Eric R. Chan, Gordon Wetzstein, et al

CVPR 2022

Summary:

I review this paper mainly for curiosity of the term ‘geometry-aware’ and ‘3D’. We always see works from 2D face generation and the physical correctness the geometry is implicitly encoded in the training dataset. However, how to add some explicit physics correctness to the generative network and how to apply the data to 3D example. Those motivated me to have a look on this work from a top research group in my computational imaging research field.

This paper demonstrates a new 3D GAN framework to generate photorealistic 3D human face geometry based on a set of 2D images in different perspectives, which requires cheaper instruments to generate a 3D geometry information.

The information flow of the whole frameworks is following:

1. Both the camera pose information and raw images are encoded to feed a general GAN generator network (The paper uses StyleGAN2 as backbone).

2. Rather than generate a RGB image as most backbone do, the paper proposed a tri-planes representation for encoding geometric and color information. This is a hybrid design which could make the feature explicitly maintains geometric information (by explicit 3D sampling) but also lessen the computational cost brought by pure voxel-based representation. It projects the target points to 3 orthogonal feature maps

3. The neural render part to decode the feature maps to get the color and density information as several feature maps is pretty light weighted thanks to the new presentation. Notice that, the camera pose information is also involved in decoding since there are some pose related feature for face (people tends to smile when directly facing the camera).

4. Super resolution part.
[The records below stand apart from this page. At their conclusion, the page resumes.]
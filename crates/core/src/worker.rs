//! 트랜스포머 워커 -- Source를 드레인하여 Sink로 전달하는 장수명 루프
//!
//! [`Transformer`]는 하나의 논리적 실행 흐름(tokio 태스크)으로,
//! 업스트림 큐에서 이벤트를 꺼내 변환하고 다운스트림 큐로 전달합니다.
//!
//! # 루프 규약
//! 1. EOS를 꺼내면 [`Transform::terminated`] 훅을 호출하고, 자신의 싱크에
//!    EOS를 정확히 한 번 전달한 뒤 종료합니다.
//! 2. 변환 결과가 `Some`이면 싱크에 넣고, `None`이면 드롭합니다.
//! 3. 변환 에러는 경고 로그를 남기고 이벤트를 드롭하며, 루프는 계속됩니다.
//! 4. 취소 토큰이 발동하면 EOS 전파 없이 즉시 종료합니다. 이후의
//!    다운스트림 드레인은 보장되지 않습니다.

use std::future::Future;

use tokio::task::JoinHandle;
use tokio_util::sync::CancellationToken;

use crate::error::NormwireError;
use crate::event::{DataMap, Event};
use crate::queue::{Sink, Source};

/// 워커가 수행하는 변환 로직
///
/// 상속 대신 합성으로 모델링합니다. 워커 루프는 [`Transformer`]가 소유하고,
/// 변환 본체와 종료 훅만 이 trait으로 주입합니다.
pub trait Transform: Send {
    /// 데이터 이벤트 하나를 변환합니다.
    ///
    /// `Ok(Some(_))`은 싱크로 전달되고, `Ok(None)`은 드롭됩니다
    /// (이미 다른 큐로 전달했거나 버리는 경우).
    /// `Err`는 경고 로그 후 드롭되며 루프는 계속됩니다.
    fn process(
        &mut self,
        data: DataMap,
    ) -> impl Future<Output = Result<Option<DataMap>, NormwireError>> + Send;

    /// EOS 수신 시 호출되는 종료 훅
    ///
    /// 자신이 소유한 다운스트림 큐들에 EOS를 전파하는 지점입니다.
    /// 워커의 기본 싱크에 대한 EOS 전달은 루프가 수행하므로 여기서
    /// 반복할 필요가 없습니다.
    fn terminated(&mut self) -> impl Future<Output = ()> + Send {
        async {}
    }
}

/// 장수명 워커 -- Source 하나와 Sink 하나를 묶습니다.
pub struct Transformer<T, S, K> {
    name: String,
    transform: T,
    source: S,
    sink: K,
}

impl<T, S, K> Transformer<T, S, K>
where
    T: Transform + 'static,
    S: Source + 'static,
    K: Sink + 'static,
{
    /// 새 워커를 생성합니다.
    pub fn new(name: impl Into<String>, transform: T, source: S, sink: K) -> Self {
        Self {
            name: name.into(),
            transform,
            source,
            sink,
        }
    }

    /// 워커 루프를 tokio 태스크로 스폰합니다.
    pub fn spawn(self, token: CancellationToken) -> JoinHandle<()> {
        tokio::spawn(self.run(token))
    }

    /// 워커 루프를 실행합니다. EOS 또는 취소 시 반환합니다.
    pub async fn run(mut self, token: CancellationToken) {
        tracing::debug!(worker = %self.name, "worker started");

        loop {
            let event = tokio::select! {
                _ = token.cancelled() => {
                    tracing::info!(worker = %self.name, "interrupted, exiting without eos");
                    return;
                }
                event = self.source.take() => event,
            };

            match event {
                Event::Eos => {
                    tracing::debug!(worker = %self.name, "end of stream");
                    self.transform.terminated().await;

                    tokio::select! {
                        _ = token.cancelled() => {
                            tracing::info!(worker = %self.name, "interrupted during shutdown");
                        }
                        _ = self.sink.put(Event::Eos) => {}
                    }
                    return;
                }
                Event::Data(data) => match self.transform.process(data).await {
                    Ok(Some(output)) => {
                        tokio::select! {
                            _ = token.cancelled() => {
                                tracing::info!(worker = %self.name, "interrupted, exiting without eos");
                                return;
                            }
                            _ = self.sink.put(Event::Data(output)) => {}
                        }
                    }
                    Ok(None) => {}
                    Err(error) => {
                        tracing::warn!(worker = %self.name, error = %error, "event dropped");
                    }
                },
            }
        }
    }
}
//! 이벤트 파서 경계 -- `text -> tree` 함수 인터페이스
//!
//! 원시 이벤트 텍스트를 키-값 트리로 토크나이즈하는 모든 것이
//! [`Parser`]입니다. 클로저도 그대로 파서로 사용할 수 있습니다.

use crate::error::NormwireError;
use crate::event::DataMap;

/// 원시 이벤트 텍스트를 키-값 트리로 변환하는 파서
///
/// 파싱은 CPU 바운드 연산이며 블로킹하지 않습니다. 실패할 수 있으므로
/// `Result`를 반환하고, 실패한 이벤트는 호출자가 드롭합니다.
pub trait Parser: Send + Sync {
    /// 원시 텍스트를 파싱합니다.
    fn parse(&self, text: &str) -> Result<DataMap, NormwireError>;
}

impl<F> Parser for F
where
    F: Fn(&str) -> Result<DataMap, NormwireError> + Send + Sync,
{
    fn parse(&self, text: &str) -> Result<DataMap, NormwireError> {
        self(text)
    }
}
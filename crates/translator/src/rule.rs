//! 규칙 문서 컴파일과 적용
//!
//! 하나의 JSON 규칙 문서는 하나의 [`Translator`]로 컴파일됩니다.
//! 컴파일은 로드 시 한 번만 수행되며, 정규식과 패턴 문법, `when` 조건식이
//! 이 단계에서 미리 준비됩니다. 적용은 불변 상태에 대한 순수 함수입니다.
//!
//! # 규칙 문서 형태
//! ```json
//! {
//!   "desc": "Translates Infoblox DHCPACK",
//!   "when": "message like 'DHCPACK'",
//!   "parsers": [
//!     { "name": "message", "pattern": "DHCPACK on #{ip} to #{mac} #{_}",
//!       "output": "event_data" }
//!   ],
//!   "rules": [
//!     { "event_data.ip":  { "@move": "network_interface.ip" } },
//!     { "class_uid":      { "desc": "DHCP Activity", "@value": 1020 } },
//!     { "event_data.leaseTime": { "@move": { "name": "lease_time", "type": "integer" } } }
//!   ]
//! }
//! ```

use chrono::NaiveDateTime;
use regex::Regex;
use serde_json::Value;

use normwire_core::event::DataMap;
use normwire_core::maps;

use crate::error::TranslatorError;
use crate::pattern::PatternParser;
use crate::predicate::Predicate;

// 규칙 문서의 인식 필드명
const DESC: &str = "desc";
const WHEN: &str = "when";
const PARSER: &str = "parser";
const PARSERS: &str = "parsers";
const RULES: &str = "rules";

const STAGE_NAME: &str = "name";
const STAGE_PATTERN: &str = "pattern";
const STAGE_REGEX: &str = "regex";
const STAGE_OUTPUT: &str = "output";

const OP_MOVE: &str = "@move";
const OP_COPY: &str = "@copy";
const OP_VALUE: &str = "@value";
const OP_ENUM: &str = "@enum";
const OP_REMOVE: &str = "@remove";

/// 밀리초 자릿수 판별 기준 -- 이 값 이상의 epoch 값은 이미 밀리초로 간주
const EPOCH_MILLIS_FLOOR: i64 = 1_000_000_000_000;

/// staged 파싱 단계
#[derive(Debug, Clone)]
struct Stage {
    /// 재파싱할 문자열 값의 경로
    input: String,
    kind: StageKind,
    /// 결과 트리를 병합할 경로
    output: String,
}

#[derive(Debug, Clone)]
enum StageKind {
    Pattern(PatternParser),
    Regex(Regex),
}

/// `@move`/`@copy`의 타입 강제 변환
#[derive(Debug, Clone, Copy, PartialEq, Eq)]
enum Coercion {
    Integer,
    Long,
    Text,
    Timestamp,
    Downcase,
    Upcase,
}
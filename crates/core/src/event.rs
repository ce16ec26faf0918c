//! 이벤트 엔벨로프 — 파이프라인을 흐르는 기본 단위
//!
//! 모든 워커 간 통신은 [`Event`]를 큐에 실어 전달하는 방식으로 수행됩니다.
//! 스트림 종료는 예외가 아닌 명시적 변형([`Event::Eos`])으로 표현되며,
//! 다른 어떤 이벤트와도 같지 않습니다.

use std::fmt;

use serde_json::{Map, Value};

/// 이벤트 데이터 트리
///
/// 키는 평탄한 속성명 또는 점(dot) 경로이며, 값은 스칼라, 중첩 트리,
/// 순서 있는 시퀀스입니다. 점 경로 접근은 [`crate::maps`]를 사용합니다.
pub type DataMap = Map<String, Value>;

/// 원시 이벤트가 파싱 전에 반드시 가지고 있는 속성명
pub mod raw {
    /// 이벤트 소스 타입 (예: `infoblox:dhcp`)
    pub const SOURCE_TYPE: &str = "sourceType";
    /// 원본 이벤트 텍스트
    pub const RAW_EVENT: &str = "rawEvent";
    /// 테넌트 식별자
    pub const TENANT: &str = "tenant";
}

/// 파이프라인 이벤트 엔벨로프
///
/// 정상 이벤트는 데이터 트리를 감싸고, [`Event::Eos`]는 스트림 종료
/// 센티널입니다. 큐에 null이 들어가는 일은 타입 수준에서 불가능합니다.
#[derive(Debug, Clone, PartialEq)]
pub enum Event {
    /// 데이터 이벤트
    Data(DataMap),
    /// 스트림 종료 센티널 -- 이 뒤에는 어떤 이벤트도 넣지 않습니다
    Eos,
}

impl Event {
    /// 데이터 트리로부터 새 이벤트를 생성합니다.
    pub fn new(data: DataMap) -> Self {
        Event::Data(data)
    }

    /// 스트림 종료 센티널을 반환합니다.
    pub fn eos() -> Self {
        Event::Eos
    }

    /// 스트림 종료 센티널인지 확인합니다.
    pub fn is_eos(&self) -> bool {
        matches!(self, Event::Eos)
    }

    /// 데이터 트리에 대한 참조를 반환합니다. EOS이면 `None`입니다.
    pub fn data(&self) -> Option<&DataMap> {
        match self {
            Event::Data(data) => Some(data),
            Event::Eos => None,
        }
    }

    /// 엔벨로프를 소비하여 데이터 트리를 꺼냅니다. EOS이면 `None`입니다.
    pub fn into_data(self) -> Option<DataMap> {
        match self {
            Event::Data(data) => Some(data),
            Event::Eos => None,
        }
    }

    /// 이벤트의 소스 타입을 반환합니다.
    ///
    /// 데이터 이벤트이면서 `sourceType` 속성이 문자열인 경우에만 값이 있습니다.
    pub fn source_type(&self) -> Option<&str> {
        self.data()
            .and_then(|data| data.get(raw::SOURCE_TYPE))
            .and_then(Value::as_str)
    }
}

impl fmt::Display for Event {
    fn fmt(&self, f: &mut fmt::Formatter<'_>) -> fmt::Result {
        match self {
            Event::Eos => write!(f, "Event[eos]"),
            Event::Data(data) => write!(
                f,
                "Event[source={} keys={}]",
                self.source_type().unwrap_or("-"),
                data.len(),
            ),
        }
    }
}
To reduce the training time for tri-plane representation, there is a super resolution module to upsample both the rendering features and raw image and concatenates them together. This could further save the computation cost.

5. Finally taking the high resolution feature maps provided by the super resolution module into the backbone GAN discriminator, it will progressively learn to generate more and more realistic image (both geometrically and visually)

Why Good:

1. This work provides new 3D-geometry aware data representation, which could mitigates the inconsistence and large training data size requirement previous SOTA suffers (voxel-based, mesh-based, low-resolution 3D, block-based, and NN based representation).

2. This works is especially useful in 3D VR/AR applications since it could generate a photorealistic 3D face model based only on one single image. Which is an important technology for 3D avatar generation.

3. This paper pick a core tradeoff problem for 3DGAN, ‘how to make the synthesis volume view consistent but still in relative low computational cost’ and provides a new solution.

Possible Follow-On:

1. The model still contain artifacts for finer details due to its not explicit enough representation. There is a tradeoff for efficiency and geometric expressiveness.

2. Pose information is good for the framework to learn about the pose-related artifact, but it will add up the instrument setup cost to promote. How about use a loose estimate?

3. Generation from a single image would be the holy grail for such task.